──────── Excerpted records
//! ISO Editor
//!
//! Command-line front end for inspecting, editing and rebuilding disc images.

use std::error::Error;
use std::fs;
use std::path::{Path, PathBuf};
use std::process::ExitCode;

use clap::{Parser, Subcommand};

use iso_editor::config::{self, EditorConfig};
use iso_editor::disc::ImageFormat;
use iso_editor::names::{non_compliant_names, suggest_level1_name};
use iso_editor::{BootEmulation, NodeId, SaveOptions, Session};

type CliResult = Result<(), Box<dyn Error>>;

/// Inspect, edit and rebuild ISO 9660 and BIN/CUE images
#[derive(Parser)]
#[command(name = "iso-editor", version)]
struct Cli {
    #[command(subcommand)]
    command: Commands,

    /// Configuration file path (overrides config.json lookup)
    #[arg(long, global = true)]
    config: Option<PathBuf>,
}

#[derive(Subcommand)]
enum Commands {
    /// Print volume metadata and the directory tree
    Info {
        /// ISO image or CUE sheet
        image: PathBuf,
    },
    /// Build a new image, optionally starting from an existing one
    ///
    /// Edits are applied in this order: removals, new folders, added files,
    /// imported directories.
    Build {
        /// Output image path
        output: PathBuf,
        /// Image or CUE sheet to start from (empty image when omitted)
        #[arg(long)]
        from: Option<PathBuf>,
        /// Host file to add, as HOST or HOST=/IMAGE/DIR
        #[arg(long = "add-file", value_name = "SPEC")]
        add_files: Vec<String>,
        /// Folder to create, as an image path like /DOCS/NEW
        #[arg(long = "add-folder", value_name = "PATH")]
        add_folders: Vec<String>,
        /// Host directory to import, as HOST or HOST=/IMAGE/DIR
        #[arg(long = "import", value_name = "SPEC")]
        imports: Vec<String>,
        /// Image path to remove
        #[arg(long = "remove", value_name = "PATH")]
        removals: Vec<String>,
        #[arg(long)]
        volume_id: Option<String>,
        #[arg(long)]
        system_id: Option<String>,
        /// BIOS boot image
        #[arg(long)]
        boot: Option<PathBuf>,
        /// EFI boot image
        #[arg(long)]
        efi_boot: Option<PathBuf>,
        /// BIOS boot emulation: noemul, floppy or hdemul
        #[arg(long)]
        boot_emulation: Option<BootEmulation>,
        /// Add a UDF bridge
        #[arg(long)]
        udf: bool,
        /// Make the image bootable from USB as well
        #[arg(long)]
        hybrid: bool,
    },
    /// Write the content of one file in the image to the host
    Extract {
        image: PathBuf,
        /// Path inside the image
        path: String,
        /// Destination file on the host
        dest: PathBuf,
    },
    /// List names that are not valid ISO 9660 level 1 names
    CheckNames { image: PathBuf },
}

fn main() -> ExitCode {
    env_logger::init();

    let cli = Cli::parse();
    match run(cli) {
        Ok(()) => ExitCode::SUCCESS,
        Err(e) => {
            log::error!("{}", e);
            eprintln!("error: {}", e);
            ExitCode::FAILURE
        }
    }
}

fn run(cli: Cli) -> CliResult {
    let config = match &cli.config {
        Some(path) => EditorConfig::load_from_path(path)
            .map_err(|e| format!("cannot load config {}: {}", path.display(), e))?,
        None => config::get_config().clone(),
    };
    let mut session = Session::with_config(config);

    match cli.command {
        Commands::Info { image } => {
            session.load(&image)?;
            print_info(&session, &image);
        }
        Commands::Build {
            output,
            from,
            add_files,
            add_folders,
            imports,
            removals,
            volume_id,
            system_id,
            boot,
            efi_boot,
            boot_emulation,
            udf,
            hybrid,
        } => {
            if let Some(from) = from {
                session.load(&from)?;
            }

            for path in &removals {
                let id = lookup(&session, path)?;
                if !session.remove_node(id) {
                    return Err(format!("cannot remove {}", path).into());
                }
            }
            for path in &add_folders {
                let (parent, name) = split_image_path(path)?;
                let target = lookup(&session, parent)?;
                session
                    .add_folder(name, target)
                    .ok_or_else(|| format!("cannot create folder {}", path))?;
            }
            for spec in &add_files {
                let (host, target) = split_spec(spec);
                let target = lookup(&session, target)?;
                session
                    .add_file(host, target)
                    .ok_or_else(|| format!("cannot add file {}", host.display()))?;
            }
            for spec in &imports {
                let (host, target) = split_spec(spec);
                let target = lookup(&session, target)?;
                session
                    .import_directory(host, target)
                    .ok_or_else(|| format!("cannot import {}", host.display()))?;
            }

            if let Some(volume_id) = volume_id {
                session.set_volume_id(&volume_id);
            }
            if let Some(system_id) = system_id {
                session.set_system_id(&system_id);
            }
            if boot.is_some() {
                session.set_boot_image(boot);
            }
            if efi_boot.is_some() {
                session.set_efi_boot_image(efi_boot);
            }
            if let Some(mode) = boot_emulation {
                session.set_boot_emulation(mode);
            }

            let options = SaveOptions {
                use_udf: udf,
                make_hybrid: hybrid,
            };
            session.save(&output, options)?;
            println!("Wrote {}", output.display());
        }
        Commands::Extract { image, path, dest } => {
            session.load(&image)?;
            let id = lookup(&session, &path)?;
            if session.tree().is_directory(id) {
                return Err(format!("{} is a directory", path).into());
            }
            let data = session.resolver().try_read(id)?;
            fs::write(&dest, &data)?;
            println!("Extracted {} bytes to {}", data.len(), dest.display());
        }
        Commands::CheckNames { image } => {
            session.load(&image)?;
            let names = non_compliant_names(session.tree());
            if names.is_empty() {
                println!("All names are ISO 9660 level 1 compliant");
            }
            for name in names {
                println!("{}  ->  {}", name, suggest_level1_name(&name));
            }
        }
    }

    Ok(())
}

fn print_info(session: &Session, image: &Path) {
    let metadata = session.metadata();
    let tree = session.tree();

    println!("Image:     {}", image.display());
    println!("Format:    {}", ImageFormat::from_path(image).display_name());
    println!("Volume ID: {}", metadata.volume_id);
    println!("System ID: {}", metadata.system_id);
    println!(
        "Contents:  {} entries, {} bytes",
        tree.len() - 1,
        tree.total_size()
    );
    println!();
    print_children(session, tree.root(), 0);
}

fn print_children(session: &Session, dir: NodeId, depth: usize) {
    let tree = session.tree();
    for &id in tree.children(dir) {
        let Some(node) = tree.get(id) else {
            continue;
        };
        let indent = "  ".repeat(depth);
        if node.is_directory() {
            println!("{}{}/", indent, node.name);
            print_children(session, id, depth + 1);
        } else {
            let origin = node.origin().map(|o| o.label()).unwrap_or_default();
            let hidden = if node.hidden { " hidden" } else { "" };
            println!(
                "{}{}  {} ({}{})",
                indent,
                node.name,
                node.size_string(),
                origin,
                hidden
            );
        }
    }
}

fn lookup(session: &Session, path: &str) -> Result<NodeId, Box<dyn Error>> {
    session
        .tree()
        .resolve_path(path)
        .ok_or_else(|| format!("no such path in image: {}", path).into())
}

/// Split `HOST=/IMAGE/DIR` into its parts; the target defaults to the root
fn split_spec(spec: &str) -> (&Path, &str) {
    match spec.rsplit_once('=') {
        Some((host, target)) if target.starts_with('/') => (Path::new(host), target),
        _ => (Path::new(spec), "/"),
    }
}

/// Split an image path into parent directory and final name
fn split_image_path(path: &str) -> Result<(&str, &str), Box<dyn Error>> {
    let trimmed = path.trim_end_matches('/');
    match trimmed.rsplit_once('/') {
        Some((parent, name)) if !name.is_empty() => {
            Ok((if parent.is_empty() { "/" } else { parent }, name))
        }
        None if !trimmed.is_empty() => Ok(("/", trimmed)),
        _ => Err(format!("invalid image path: {}", path).into()),
    }
}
────────────────
**Activity**:
Pick out the lines above that hold the string "disc" and show them.

**Answer to the exercise**:
//! Command-line front end for inspecting, editing and rebuilding disc images.
use iso_editor::disc::ImageFormat;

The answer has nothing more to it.